Ok, but it's still a philosophical argument? No, not with the definition I'm using. The definition I'm using has nothing to do with abstractions, it has to do with the concrete notion that if player A can offer person P as a sacrificial victim to player B, and if P has no say in the actions of A or B, then for all P so offered to B there exists no instance of P who has a say over what happens next. They are hostages of fortune, closer to the thralls of Nordic times in terms of their power to influence events than free and independent citizens.
We don't know what Iranian intel said, they may well have been confirming something they'd been given.
We don't know what US intel said, we have no reason to believe that any of the prisoners were being held to confirm anything. That the CIA defied a court order to preserve the video tape sessions of interrogations -- well, I don't regard that as being in the US' favour when it comes to their claims about anything. Nobody destroys evidence of their own innocence, after all. We don't know what the US does in regards to escalation - without the tapes, we have nothing to go on. And, again, nobody destroys evidence of their own innocence.

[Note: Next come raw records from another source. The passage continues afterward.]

use clap::{App, AppSettings, Arg, ArgMatches, SubCommand};
use rvcm::api::*;
use rvcm::com::*;

use std::process;

fn parse_cli<'a>() -> ArgMatches<'a> {
    App::new("rvcmdump")
        .version(env!("CARGO_PKG_VERSION"))
        .about("Dumps context modelling tables")
        .setting(AppSettings::DeriveDisplayOrder)
        .setting(AppSettings::SubcommandRequiredElseHelp)
        .subcommand(
            SubCommand::with_name("coeff")
                .about("coefficient group layout, scan and last position contexts of a block")
                .arg(
                    Arg::with_name("WIDTH")
                        .help("transform block width")
                        .long("width")
                        .takes_value(true)
                        .required(true),
                )
                .arg(
                    Arg::with_name("HEIGHT")
                        .help("transform block height")
                        .long("height")
                        .takes_value(true)
                        .required(true),
                )
                .arg(
                    Arg::with_name("SCAN")
                        .help("coefficient scan")
                        .short("s")
                        .long("scan")
                        .takes_value(true)
                        .possible_values(&["diag", "hor", "ver"])
                        .default_value("diag"),
                )
                .arg(
                    Arg::with_name("CHROMA")
                        .help("chroma component")
                        .short("c")
                        .long("chroma"),
                ),
        )
        .subcommand(
            SubCommand::with_name("mmvd")
                .about("decomposes an MMVD candidate index")
                .arg(
                    Arg::with_name("INDEX")
                        .help("mmvd candidate index")
                        .required(true)
                        .index(1),
                )
                .arg(
                    Arg::with_name("NOFRAC")
                        .help("fractional MMVD distances disabled")
                        .long("no-frac"),
                ),
        )
        .subcommand(SubCommand::with_name("ctx").about("context set layout"))
        .get_matches()
}

fn parse_value<T: std::str::FromStr>(matches: &ArgMatches, name: &str) -> Result<T, CtxError> {
    let v = matches.value_of(name).unwrap_or_default();
    v.parse()
        .map_err(|_| CtxError::InvalidArgument(format!("{} must be an integer, got '{}'", name, v)))
}

fn dump_coeff(matches: &ArgMatches) -> Result<(), CtxError> {
    let geom = BlockGeometry::new(parse_value(matches, "WIDTH")?, parse_value(matches, "HEIGHT")?)?;
    let scan_type = match matches.value_of("SCAN") {
        Some("hor") => CoeffScanType::SCAN_HOR,
        Some("ver") => CoeffScanType::SCAN_VER,
        _ => CoeffScanType::SCAN_DIAG,
    };
    let comp_id = if matches.is_present("CHROMA") {
        ComponentId::CB
    } else {
        ComponentId::Y
    };
    let cfg = ResidualConfig {
        scan_type,
        ..Default::default()
    };
    let cctx = CoeffCodingContext::new(&geom, &CoeffCodingParams::new(comp_id, &cfg, false));

    println!(
        "block {}x{} {:?} {:?}",
        cctx.width(),
        cctx.height(),
        comp_id,
        scan_type
    );
    println!(
        "cg {}x{}, grid {}x{}",
        1 << cctx.log2_cg_width(),
        1 << cctx.log2_cg_height(),
        cctx.width_in_groups(),
        cctx.height_in_groups()
    );
    println!(
        "last x: offset {} shift {} max {}",
        cctx.last_offset_x(),
        cctx.last_shift_x(),
        cctx.max_last_pos_x()
    );
    println!(
        "last y: offset {} shift {} max {}",
        cctx.last_offset_y(),
        cctx.last_shift_y(),
        cctx.max_last_pos_y()
    );

    let cg_size = 1usize << cctx.log2_cg_size();
    for (i, cg) in cctx.scan_cg().iter().enumerate() {
        let positions: Vec<String> = (i * cg_size..(i + 1) * cg_size)
            .map(|p| cctx.block_pos(p).to_string())
            .collect();
        println!("cg {} ({},{}): {}", i, cg.x, cg.y, positions.join(" "));
    }
    Ok(())
}

fn dump_mmvd(matches: &ArgMatches) -> Result<(), CtxError> {
    let idx: usize = parse_value(matches, "INDEX")?;
    if idx >= MMVD_ADD_NUM {
        return Err(CtxError::InvalidArgument(format!(
            "mmvd index {} out of range 0..{}",
            idx, MMVD_ADD_NUM
        )));
    }
    let pos = MmvdIdx::decompose(idx);
    println!(
        "base {} step {} position {} offset {}",
        pos.base_idx,
        pos.step,
        pos.position,
        pos.offset(matches.is_present("NOFRAC"))
    );
    Ok(())
}

fn dump_ctx() {
    let ctx = &*CTX;
    let sets: &[(&str, &[CtxSet])] = &[
        ("split_flag", &[ctx.split_flag]),
        ("split_qt_flag", &[ctx.split_qt_flag]),
        ("split_hv_flag", &[ctx.split_hv_flag]),
        ("split12_flag", &[ctx.split12_flag]),
        ("skip_flag", &[ctx.skip_flag]),
        ("pred_mode", &[ctx.pred_mode]),
        ("ibc_flag", &[ctx.ibc_flag]),
        ("mip_flag", &[ctx.mip_flag]),
        ("merge_flag", &[ctx.merge_flag]),
        ("regular_merge_flag", &[ctx.regular_merge_flag]),
        ("merge_idx", &[ctx.merge_idx]),
        ("mmvd_flag", &[ctx.mmvd_flag]),
        ("mmvd_merge_idx", &[ctx.mmvd_merge_idx]),
        ("mmvd_step_mvp_idx", &[ctx.mmvd_step_mvp_idx]),
        ("inter_dir", &[ctx.inter_dir]),
        ("affine_flag", &[ctx.affine_flag]),
        ("affine_type", &[ctx.affine_type]),
        ("imv_flag", &[ctx.imv_flag]),
        ("triangle_flag", &[ctx.triangle_flag]),
        ("gbi_idx", &[ctx.gbi_idx]),
        ("mvd", &[ctx.mvd]),
        ("qt_root_cbf", &[ctx.qt_root_cbf]),
        ("qt_cbf", &ctx.qt_cbf),
        ("sig_coeff_group", &ctx.sig_coeff_group),
        ("sig_flag", &ctx.sig_flag),
        ("par_flag", &ctx.par_flag),
        ("gtx_flag", &ctx.gtx_flag),
        ("last_x", &ctx.last_x),
        ("last_y", &ctx.last_y),
        ("ts_sig_coeff_group", &[ctx.ts_sig_coeff_group]),
        ("ts_sig_flag", &[ctx.ts_sig_flag]),
        ("ts_par_flag", &[ctx.ts_par_flag]),
        ("ts_gtx_flag", &[ctx.ts_gtx_flag]),
    ];
    for (name, set) in sets {
        let layout: Vec<String> = set
            .iter()
            .map(|s| format!("{}+{}", s.offset, s.size))
            .collect();
        println!("{:<20} {}", name, layout.join(" "));
    }
    println!("total {}", ctx.num_ctx);
}

fn main() {
    let matches = parse_cli();
    let ret = match matches.subcommand() {
        ("coeff", Some(m)) => dump_coeff(m),
        ("mmvd", Some(m)) => dump_mmvd(m),
        ("ctx", _) => {
            dump_ctx();
            Ok(())
        }
        _ => Ok(()),
    };

    if let Err(err) = ret {
        eprintln!("error: {}", err);
        process::exit(1);
    }
}
use super::*;

/* coefficient group shape [log2 width][log2 height] -> (log2 cg width, log2 cg height) */
#[rustfmt::skip]
pub static LOG2_SBB_SIZE: [[[u32; 2]; MAX_CU_DEPTH + 1]; MAX_CU_DEPTH + 1] =
[
    [ [0,0], [0,1], [0,2], [0,3], [0,4], [0,4], [0,4], [0,4] ],
    [ [1,0], [1,1], [1,1], [1,3], [1,3], [1,3], [1,3], [1,3] ],
    [ [2,0], [1,1], [2,2], [2,2], [2,2], [2,2], [2,2], [2,2] ],
    [ [3,0], [3,1], [2,2], [2,2], [2,2], [2,2], [2,2], [2,2] ],
    [ [4,0], [3,1], [2,2], [2,2], [2,2], [2,2], [2,2], [2,2] ],
    [ [4,0], [3,1], [2,2], [2,2], [2,2], [2,2], [2,2], [2,2] ],
    [ [4,0], [3,1], [2,2], [2,2], [2,2], [2,2], [2,2], [2,2] ],
    [ [4,0], [3,1], [2,2], [2,2], [2,2], [2,2], [2,2], [2,2] ],
];

/* last significant position -> prefix group index */
#[rustfmt::skip]
pub static GROUP_IDX: [u32; MAX_TB_SIZEY as usize] =
[
    0, 1, 2, 3, 4, 4, 5, 5, 6, 6, 6, 6, 7, 7, 7, 7,
    8, 8, 8, 8, 8, 8, 8, 8, 9, 9, 9, 9, 9, 9, 9, 9,
    10, 10, 10, 10, 10, 10, 10, 10, 10, 10, 10, 10, 10, 10, 10, 10,
    11, 11, 11, 11, 11, 11, 11, 11, 11, 11, 11, 11, 11, 11, 11, 11,
];

/* prefix group index -> smallest position of the group */
#[rustfmt::skip]
pub static MIN_IN_GROUP: [u32; 12] = [0, 1, 2, 3, 4, 6, 8, 12, 16, 24, 32, 48];

/* template sum -> rice parameter */
#[rustfmt::skip]
pub static GO_RICE_PARS_COEFF: [u32; 32] =
[
    0, 0, 0, 0, 0, 0, 0, 1, 1, 1, 1, 1, 1, 1, 2, 2,
    2, 2, 2, 2, 2, 2, 2, 2, 2, 2, 2, 2, 3, 3, 3, 3,
];

/* luma last position context offset per log2 size */
#[rustfmt::skip]
pub static LAST_PREFIX_CTX: [i32; 8] = [0, 0, 0, 3, 6, 10, 15, 21];

/* MMVD distances in internal (1/16) units */
#[rustfmt::skip]
pub static MMVD_REF_CANDS: [i32; MMVD_REFINE_STEP] =
[
    1 << MV_FRACTIONAL_BITS_DIFF,
    2 << MV_FRACTIONAL_BITS_DIFF,
    4 << MV_FRACTIONAL_BITS_DIFF,
    8 << MV_FRACTIONAL_BITS_DIFF,
    16 << MV_FRACTIONAL_BITS_DIFF,
    32 << MV_FRACTIONAL_BITS_DIFF,
    64 << MV_FRACTIONAL_BITS_DIFF,
    128 << MV_FRACTIONAL_BITS_DIFF,
];

#[cfg(test)]
mod test {
    use super::*;

    #[test]
    fn mmvd_distances_double() {
        assert_eq!(MMVD_REF_CANDS[0], 4);
        for i in 0..MMVD_REFINE_STEP - 1 {
            assert_eq!(MMVD_REF_CANDS[i + 1], 2 * MMVD_REF_CANDS[i]);
        }
    }

    #[test]
    fn group_idx_matches_min_in_group() {
        for pos in 0..MAX_TB_SIZEY {
            let g = GROUP_IDX[pos as usize] as usize;
            assert!(MIN_IN_GROUP[g] <= pos);
            if g + 1 < MIN_IN_GROUP.len() {
                assert!(pos < MIN_IN_GROUP[g + 1]);
            }
        }
    }

    #[test]
    fn cg_never_exceeds_block() {
        for log2w in 0..=MAX_CU_DEPTH {
            for log2h in 0..=MAX_CU_DEPTH {
                let [cw, ch] = LOG2_SBB_SIZE[log2w][log2h];
                assert!(cw as usize <= log2w && ch as usize <= log2h);
                assert!(cw + ch <= 4);
            }
        }
    }
}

(The only things we do know is that Iraqi prisoners were subjected to 48-hour sessions of the Barney song on continuous repeat, to "soften them up" before interrogation. This was step 1. If there was any gradual escalation, it started at the nuclear option. Even to western ears, that would be bad, but to middle eastern ears - they aren't used to music with those frequencies - it would have been as painful as scratching a chalk board for the same length of time.)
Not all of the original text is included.